Stesso giorno, prima mattina. La donna si sveglia e non ricorda come sia rincasata e cosa sia successo. Ha solo un flash. Era sdraiata a terra e su di lei c’era un uomo. Ricorda di avergli toccato i capelli, di avergli chiesto chi era. Ma non ricorda la risposta. Sulla maglietta trova delle macchie biancastre e comincia a temere che abbia abusato di lei. Chiama l’ospedale e da lì a poco arriva la conferma che quello sui suoi vestiti è effettivamente sperma. Non ricorda il rapporto orale. Non sa chi sia l’uomo.
L’indagine si arena. Il profilo del DNA non dà riscontri nei database, la donna non ricorda altro. Ma decide di continuare a frequentare gli stessi posti nella speranza che le si accenda una lampadina. Succede una sera di settembre. Saluta un uomo che non vedeva da un po’. Un uomo che le ricorda che l’ultima volta che si sono visti le ha dato un passaggio in auto. Le si gela il sangue.
Chiedeva l’assoluzione
La vicenda è approdata di fronte alla Corte delle assise correzionali presieduta dal giudice Siro Quadri, e l’uomo era accusato di atti sessuali con persone inette a resistere. Uomo, difeso dall’avvocato Mattia Guerra, che contestava sia che quella sera la donna non fosse in grado di determinarsi, sia che non vi fosse consenso. Sosteneva, in altre parole, di non aver fatto nulla di penalmente rilevante e chiedeva essere assolto. La procuratrice pubblica Pamela Pedretti, titolare dell’inchiesta, ha per contro chiesto la sua condanna a venti mesi di carcere sospesi. La Corte le ha infine dato ragione, confermando l’atto d’accusa ma contenendo la pena in quindici mesi sospesi. Dato che si tratta di un caso di rigore, si è inoltre deciso di prescindere dall'espulsione dalla Svizzera.

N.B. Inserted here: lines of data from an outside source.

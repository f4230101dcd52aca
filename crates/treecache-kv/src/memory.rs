//! In-process backing store
//!
//! Holds entries in an ordered map. Several caches can share one
//! `MemoryKv` to model independent processes over the same replicated
//! store. Call counters and an availability switch make failure paths
//! observable in tests.

use crate::backend::{KvBackend, KvEntry, KvEvent, KvOp, KvWatcher, WatchHub};
use crate::error::{KvError, KvResult};
use crate::subject::{literal_prefix, subject_matches, validate_pattern, validate_subject};
use async_trait::async_trait;
use bytes::Bytes;
use parking_lot::RwLock;
use std::collections::BTreeMap;
use std::sync::atomic::{AtomicBool, AtomicU64, Ordering};

/// Call counters
#[derive(Debug, Default)]
pub struct MemoryKvStats {
    pub get_calls: AtomicU64,
    pub put_calls: AtomicU64,
    pub purge_calls: AtomicU64,
    pub scan_calls: AtomicU64,
}

impl MemoryKvStats {
    pub fn gets(&self) -> u64 {
        self.get_calls.load(Ordering::Relaxed)
    }

    pub fn puts(&self) -> u64 {
        self.put_calls.load(Ordering::Relaxed)
    }

    pub fn purges(&self) -> u64 {
        self.purge_calls.load(Ordering::Relaxed)
    }

    pub fn scans(&self) -> u64 {
        self.scan_calls.load(Ordering::Relaxed)
    }
}

struct Records {
    entries: BTreeMap<String, (u64, Bytes)>,
    last_revision: u64,
}

/// In-memory backing store
pub struct MemoryKv {
    records: RwLock<Records>,
    hub: WatchHub,
    unavailable: AtomicBool,
    stats: MemoryKvStats,
}

impl Default for MemoryKv {
    fn default() -> Self {
        Self::new()
    }
}

impl MemoryKv {
    #[must_use]
    pub fn new() -> Self {
        Self {
            records: RwLock::new(Records {
                entries: BTreeMap::new(),
                last_revision: 0,
            }),
            hub: WatchHub::new(),
            unavailable: AtomicBool::new(false),
            stats: MemoryKvStats::default(),
        }
    }

    /// Make every subsequent call fail with `KvError::Unavailable`
    pub fn set_unavailable(&self, unavailable: bool) {
        self.unavailable.store(unavailable, Ordering::SeqCst);
    }

    /// Call counters
    pub fn stats(&self) -> &MemoryKvStats {
        &self.stats
    }

    /// Number of stored records
    pub fn len(&self) -> usize {
        self.records.read().entries.len()
    }

    pub fn is_empty(&self) -> bool {
        self.len() == 0
    }

    /// Raw value at a subject, bypassing counters and availability
    pub fn raw(&self, subject: &str) -> Option<Bytes> {
        self.records.read().entries.get(subject).map(|(_, v)| v.clone())
    }

    fn check_available(&self) -> KvResult<()> {
        if self.unavailable.load(Ordering::SeqCst) {
            return Err(KvError::Unavailable("memory kv switched off".to_string()));
        }
        Ok(())
    }
}

#[async_trait]
impl KvBackend for MemoryKv {
    async fn get(&self, subject: &str) -> KvResult<Option<KvEntry>> {
        self.stats.get_calls.fetch_add(1, Ordering::Relaxed);
        self.check_available()?;
        validate_subject(subject)?;

        let records = self.records.read();
        Ok(records
            .entries
            .get(subject)
            .map(|(revision, value)| KvEntry {
                subject: subject.to_string(),
                value: value.clone(),
                revision: *revision,
            }))
    }

    async fn put(&self, subject: &str, value: Bytes) -> KvResult<u64> {
        self.stats.put_calls.fetch_add(1, Ordering::Relaxed);
        self.check_available()?;
        validate_subject(subject)?;

        let mut records = self.records.write();
        records.last_revision += 1;
        let revision = records.last_revision;
        records
            .entries
            .insert(subject.to_string(), (revision, value.clone()));

        self.hub.publish(&KvEvent {
            subject: subject.to_string(),
            value,
            revision,
            op: KvOp::Put,
        });
        Ok(revision)
    }

    async fn purge(&self, subject: &str, expected_revision: Option<u64>) -> KvResult<bool> {
        self.stats.purge_calls.fetch_add(1, Ordering::Relaxed);
        self.check_available()?;
        validate_subject(subject)?;

        let mut records = self.records.write();
        let matches = match (records.entries.get(subject), expected_revision) {
            (None, _) => false,
            (Some(_), None) => true,
            (Some((current, _)), Some(expected)) => *current == expected,
        };
        if !matches {
            return Ok(false);
        }

        records.entries.remove(subject);
        records.last_revision += 1;
        let revision = records.last_revision;
        self.hub.publish(&KvEvent {
            subject: subject.to_string(),
            value: Bytes::new(),
            revision,
            op: KvOp::Purge,
        });
        Ok(true)
    }

    async fn entries(&self, pattern: &str) -> KvResult<Vec<KvEntry>> {
        self.stats.scan_calls.fetch_add(1, Ordering::Relaxed);
        self.check_available()?;
        validate_pattern(pattern)?;

        let prefix = literal_prefix(pattern);
        let records = self.records.read();
        Ok(records
            .entries
            .range(prefix.clone()..)
            .take_while(|(subject, _)| subject.starts_with(&prefix))
            .filter(|(subject, _)| subject_matches(pattern, subject))
            .map(|(subject, (revision, value))| KvEntry {
                subject: subject.clone(),
                value: value.clone(),
                revision: *revision,
            })
            .collect())
    }

    async fn watch(&self, pattern: &str) -> KvResult<KvWatcher> {
        self.check_available()?;
        validate_pattern(pattern)?;
        Ok(self.hub.subscribe(pattern))
    }
}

Gli argomenti di accusa e difesa
«La vittima non era in grado di determinarsi - ha argomentato Pedretti - e lui aveva perfettamente capito che poteva fare con lei quello che voleva. Per oltre cinque minuti l’ha resa il suo oggetto sessuale». La procuratrice ha inoltre sostenuto che l'imputato sapeva che quanto fatto era sbagliato: «Gli ho chiesto come avrebbe reagito se tutto questo fosse successo a sua figlia e mi ha risposto che ovviamente si sarebbe arrabbiato». «La sua è una confessione piena - ha rimarcato l’avvocata Demetra Giovanettina, legale della vittima - e manca solo il passaggio logico finale, l’ammissione di colpa. Credo non ci sia perché protegge se stesso dalla vergogna che prova».
L’avvocato Guerra ha per contro affermato che il suo assistito «si è improvvisamente e ingiustamente trovato invischiato in questo procedimento. Non voleva approfittarsi di lei e ha sempre creduto di agire con consenso. Non vi è reato se l’accusato è convinto (seppure a torto) di agire con una persone in grado di determinarsi». E a mente della difesa la vittima al momento dei fatti «sapeva esprimere la sua volontà». «È lei che ha preso l’iniziativa» al momento della fellatio, ha anche affermato Guerra.
Le motivazioni del giudice
«La vittima è del tutto credibile - ha infine sentenziato il giudice Quadri - e quella sera non ha fatto nulla, ma proprio nulla, di male. Ha solo avuto la sfortuna di incontrare qualcuno che si è approfittato di lei, con una freddezza inaudita». Quanto al presunto consenso della donna: «Vi erano tantissime indicazioni che questo non fosse necessariamente presente. La caduta subito prima dell’atto sessuale è la spia più evidente. Ed è impossibile che in quello stato lei abbia lanciato dei segnali all’imputato». Il seducente incrocio di sguardi evocato dall’uomo e riportato in apertura dell’articolo, dunque, non c’è mai stato. Al suo posto freddezza inaudita. E unilaterale.